This repository provides an integrated framework for error injection, HPC benchmarking (HPCG, SpMV),
and machine learning–based inference and analysis.
The framework is designed to support end-to-end research on Silent Data Corruption (SDC) and computation error detection —
covering data preparation, error modeling, benchmark execution, and inference evaluation.
root/
│
├── error_injection/ # Error injection modules
│ ├── mtx/ # Inject errors into Matrix Market (.mtx) files
│ └── csv_bin_dat_nc/ # Inject errors into other formats (CSV/BIN/DAT/NC)
│
├── data/
│ ├── dataset/ # Core datasets (e.g., SuiteSparse matrices)

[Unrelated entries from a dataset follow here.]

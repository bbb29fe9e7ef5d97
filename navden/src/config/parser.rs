//! INI parsing logic for converting `Ini` → `ConfigFile`.
//!
//! This module contains the `parse_ini()` function and its helpers.
//! It is the single place where INI key names are mapped to struct fields.

use ini::Ini;
use std::path::PathBuf;
use std::str::FromStr;

use super::file::ConfigFileError;
use super::settings::ConfigFile;

/// Parse an `Ini` object into a `ConfigFile`.
///
/// Starts from `ConfigFile::default()` and overlays any values found in the INI.
/// Cross-field rules are checked separately by [`ConfigFile::validate`].
pub(super) fn parse_ini(ini: &Ini) -> Result<ConfigFile, ConfigFileError> {
    let mut config = ConfigFile::default();

    // [backend] section
    if let Some(section) = ini.section(Some("backend")) {
        if let Some(v) = section.get("url") {
            let v = v.trim();
            if !v.is_empty() {
                config.backend.url = v.trim_end_matches('/').to_string();
            }
        }
        if let Some(v) = section.get("timeout_secs") {
            config.backend.timeout_secs = parse_number(
                "backend",
                "timeout_secs",
                v,
                "must be a positive integer (seconds)",
            )?;
        }
        if let Some(v) = section.get("trajectory_limit") {
            config.backend.trajectory_limit = parse_number(
                "backend",
                "trajectory_limit",
                v,
                "must be a positive integer",
            )?;
        }
    }

    // [filter] section
    if let Some(section) = ini.section(Some("filter")) {
        if let Some(v) = section.get("process_noise") {
            config.filter.process_noise =
                parse_number("filter", "process_noise", v, "must be a number")?;
        }
        if let Some(v) = section.get("measurement_noise") {
            config.filter.measurement_noise =
                parse_number("filter", "measurement_noise", v, "must be a number")?;
        }
    }

    // [jamming] section
    if let Some(section) = ini.section(Some("jamming")) {
        if let Some(v) = section.get("enabled") {
            config.jamming.enabled = parse_bool(v);
        }
        if let Some(v) = section.get("start") {
            config.jamming.start =
                parse_number("jamming", "start", v, "must be a number (seconds)")?;
        }
        if let Some(v) = section.get("end") {
            config.jamming.end = parse_number("jamming", "end", v, "must be a number (seconds)")?;
        }
    }

    // [demo] section
    if let Some(section) = ini.section(Some("demo")) {
        if let Some(v) = section.get("dt") {
            config.demo.dt = parse_number("demo", "dt", v, "must be a number (seconds)")?;
        }
        if let Some(v) = section.get("gain") {
            config.demo.gain = parse_number("demo", "gain", v, "must be a number")?;
        }
        if let Some(v) = section.get("arrival_threshold") {
            config.demo.arrival_threshold =
                parse_number("demo", "arrival_threshold", v, "must be a number")?;
        }
        if let Some(v) = section.get("blend") {
            config.demo.blend = parse_number("demo", "blend", v, "must be a number")?;
        }
        if let Some(v) = section.get("tick_ms") {
            config.demo.tick_ms = parse_number(
                "demo",
                "tick_ms",
                v,
                "must be a positive integer (milliseconds)",
            )?;
        }
        if let Some(v) = section.get("seed") {
            let v = v.trim();
            config.demo.seed = if v.is_empty() {
                None
            } else {
                Some(parse_number("demo", "seed", v, "must be an integer or empty")?)
            };
        }
    }

    // [logging] section
    if let Some(section) = ini.section(Some("logging")) {
        if let Some(v) = section.get("file") {
            let v = v.trim();
            if !v.is_empty() {
                config.logging.file = expand_tilde(v);
            }
        }
    }

    Ok(config)
}

fn parse_number<T: FromStr>(
    section: &str,
    key: &str,
    value: &str,
    reason: &str,
) -> Result<T, ConfigFileError> {
    value
        .trim()
        .parse()
        .map_err(|_| ConfigFileError::InvalidValue {
            section: section.to_string(),
            key: key.to_string(),
            value: value.to_string(),
            reason: reason.to_string(),
        })
}

/// Parse a boolean value from a config string.
/// Accepts: true/false, yes/no, 1/0, on/off (case-insensitive)
pub(super) fn parse_bool(value: &str) -> bool {
    let v = value.trim().to_lowercase();
    v == "true" || v == "1" || v == "yes" || v == "on"
}

/// Expand ~ to home directory in paths.
pub(super) fn expand_tilde(path: &str) -> PathBuf {
    if let Some(stripped) = path.strip_prefix("~/") {
        if let Some(home) = dirs::home_dir() {
            return home.join(stripped);
        }
    }
    PathBuf::from(path)
}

│ └── convert/ # Data conversion and preprocessing tools
│ └── mtx_to_crs.py # Convert .mtx to CRS format
│
├── benchmarks/ # Benchmark execution and modified HPC codes
│ ├── SpMV_uml/ # Run SpMV (Sparse Matrix-Vector)
│ │ └── spmv_perf/ # Get Performance Monitoring counters values
│ └── HPCG_uml/ # Run Modified HPCG benchmark
│ ├── error_injection/ # Error injection module within HPCG
│ ├── HPCG/ # HPCG source and run scripts
│ └── libpmu/ # PMU-based performance monitoring module
│
├── inference/ # Machine learning–based inference and analysis
│ ├── inference_python/ # Python scripts for LR, DT, RF, MLP models and metrics
│ │ └── preprocess/ # Unify text files into a single CSV file
│ └── inference_jupyter/ # Jupyter notebooks for LR, DT, RF, MLP models and metrics
│
└── README.md # Project overview and usage guide(1) Prepare datasets e.g) data/dataset/*.mtx
(2) Inject errors e.g) error_injection/ → generate corrupted data
(3) Run benchmarks e.g) benchmarks/HPCG_uml/ → collect PMU performance counters
(4) Perform inference e.g) inference/inference_python/ or inference/inference_jupyter/
If you use this framework in your research, please cite:
M. Choi, T. Azzaoui, K. Chaisson, O. Arias, and S. W. Son. Detecting silent data corruption from hardware counters. In 2025 IEEE International Conference on Cluster Computing (CLUSTER), 2025.